The 800-Pound Gorilla. The 800-Pound Gorilla. And the 800-Pound Gorilla.

It does not diminish the accomplishments of Ukrainian President Volodymyr Zelensky to point out that he is at the mercy of leaders far, far more powerful than he. What Zelensky can do, and cannot do, and what happens, and does not happen to the Ukrainian people, depends largely on three other men whose power and personality dominate the stage on which they stride.

They are the three 800-Pound Gorillas: Russia’s President Vladimir Putin, China’s President Xi Jinping, and United States President Joe Biden.

I posted at length about Vladimir Putin in January, when I named him “Leader of the Year.” As I made clear at the time, in 2022 he was the world’s most impactful leader – an 800-pound gorilla who forced others to react to his cruel and brutal attack on a neighbor. Putin led not only his followers, the Russian people, into war. He led other leaders, pushed other leaders, to respond to the war, specifically leaders of countries and companies all over the world who felt they had to react to Putin’s primal aggression. None of this is obviously to say that Putin was a “good” leader. He was not. He certainly was not ethical. Nor was he effective. In fact, in the United States is a cottage industry of Russia-watchers who list his many mistakes and miscalculations. Still, given Putin launched a war of aggression, in the heart of East Europe, and given he remains ruler of a state that has the world’s largest nuclear arsenal, when he makes a move attention is paid.  

President Xi has perhaps seemed a marginal actor during the year of Putin’s War. But not for a moment did he distance himself from the conflict. To the contrary. Just a few weeks before Russia’s invasion, Putin and Xi signed a sweeping long-term agreement that declared the friendship between their two states “had no limits.” It was a direct and deliberate swipe at the United States and NATO, and at liberal democracy. Though Xi had his hands full during 2022 and into 2023, above all with Covid, he never backed down even an inch either from his alliance with Putin or from his support of Russia in its war against Ukraine. As I write the Biden administration’s concern over China’s alliance with Russia continues. Just a few days ago Secretary of State Antony Blinken warned Beijing that if it provides lethal aid to Russia it will pay a price. Xi though will not easily be cowed. The war in Ukraine is in his interest. It costs the West, and it distracts the West. Therefore, so long as the price he has to pay for its continuation, maybe even for its escalation is not too high, he will continue in some way to meddle.

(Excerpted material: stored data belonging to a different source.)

//! Junos CLI text for each operation.

use crate::operation::{CommitArgs, DiffMode, OutputFormat};

pub const DEVICE_INFO_COMMAND: &str = "show version | display json";
pub const INTERFACE_ERRORS_COMMAND: &str = "show interfaces extensive | display json";

/// Commands whose output together describes device health.
pub const HEALTH_COMMANDS: &[&str] = &[
    "show chassis alarms",
    "show system alarms",
    "show chassis routing-engine",
    "show system storage",
];

/// Loads the set commands into a private candidate, shows the pending
/// changes and commits or checks them.
pub fn commit_script(args: &CommitArgs) -> Vec<String> {
    let mut script = vec!["configure private".to_string()];
    script.extend(args.set_commands().iter().cloned());
    script.push("show | compare".to_string());
    script.push(commit_statement(args));
    if args.check {
        script.push("rollback 0".to_string());
    }
    script.push("exit configuration-mode".to_string());
    script
}

/// The single `commit` line for `args`.
pub fn commit_statement(args: &CommitArgs) -> String {
    if args.check {
        return "commit check".to_string();
    }

    let mut statement = String::from("commit");
    if args.sync {
        statement.push_str(" synchronize");
    }
    if let Some(comment) = &args.comment {
        statement.push_str(&format!(" comment {}", quote(comment)));
    }
    if let Some(seconds) = args.confirm {
        // Junos counts confirmed commits in minutes.
        statement.push_str(&format!(" confirmed {}", seconds / 60));
    }
    if let Some(at) = &args.at_time {
        statement.push_str(&format!(" at {}", quote(at)));
    }
    statement
}

/// Loads the set commands, shows the resulting diff and discards it.
pub fn compare_script(commands: &[String]) -> Vec<String> {
    let mut script = vec!["configure private".to_string()];
    script.extend(commands.iter().cloned());
    script.push("show | compare".to_string());
    script.push("rollback 0".to_string());
    script.push("exit configuration-mode".to_string());
    script
}

/// Runs the commands in a Unix shell started from the CLI.
pub fn shell_script(commands: &[String]) -> Vec<String> {
    let mut script = vec!["start shell sh".to_string()];
    script.extend(commands.iter().cloned());
    script.push("exit".to_string());
    script
}

/// An operational command, asking for an XML reply when requested.
pub fn operational_command(command: &str, format: OutputFormat) -> String {
    match format {
        OutputFormat::Xml if !command.contains("display xml") => {
            format!("{command} | display xml")
        }
        _ => command.to_string(),
    }
}

pub fn configuration_command(mode: DiffMode) -> &'static str {
    match mode {
        DiffMode::Set => "show configuration | display set",
        DiffMode::Stanza => "show configuration",
    }
}

fn quote(value: &str) -> String {
    format!("\"{}\"", value.replace('"', "\\\""))
}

However awful the war in Europe, and however uncertain still its outcome, history will credit Joe Biden with meeting the moment. With seizing the occasion to reaffirm American values, to reassert American power, and to revive the Western alliance. Biden’s advanced age has some obvious disadvantages. But when Putin invaded Ukraine, Biden’s long history as a public servant, his deep expertise in foreign affairs (he was a longtime member of the Senate Foreign Relations Committee), and his considerable knowledge of the Soviet Union and then Russia were to his, to the Ukrainians, and to the West’s great benefit.

Biden first entered the Senate in 1973. It was the height of the Cold War, and Leonid Brezhnev was leader of the Soviet Union. The president has therefore dealt with the Russians directly and indirectly for fifty years! Moreover, Biden has for the moment no overseas Western competition. After the start of Putin’s War, France’s leader Emmanuel Macron tried but so far has failed to get his Russian counterpart to negotiate. Britain’s leader Rishi Sunak is new to the job and remains in consequence inexperienced and untested. And Germany’s leader, Olaf Scholz, has yet to prove he can even begin to fill his predecessor’s (Angela Merkel’s) ample shoes.

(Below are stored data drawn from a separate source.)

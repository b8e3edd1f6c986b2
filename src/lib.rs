// netdispatch: concurrent operations against many network devices
// Exposes the dispatcher, operations and Junos session provider as a library

pub mod cli;
pub mod config;
pub mod diff;
pub mod dispatch;
pub mod error;
pub mod hosts;
pub mod junos;
pub mod operation;
pub mod resolver;
pub mod router;
pub mod session;
pub mod validation;
pub mod xpath;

So, Biden stands alone – the best 800-pound gorilla, really the only 800-pound gorilla, the West has to offer. But on this issue, on Putin’s War, the American president has proven himself a tough opponent who, though visibly old, is still fit for a fight. A fight against his foreign foes, and a fight if necessary against his domestic ones. President Zelensky is weathering a damnably difficult and dreadful storm. But at least he has President Biden in his corner.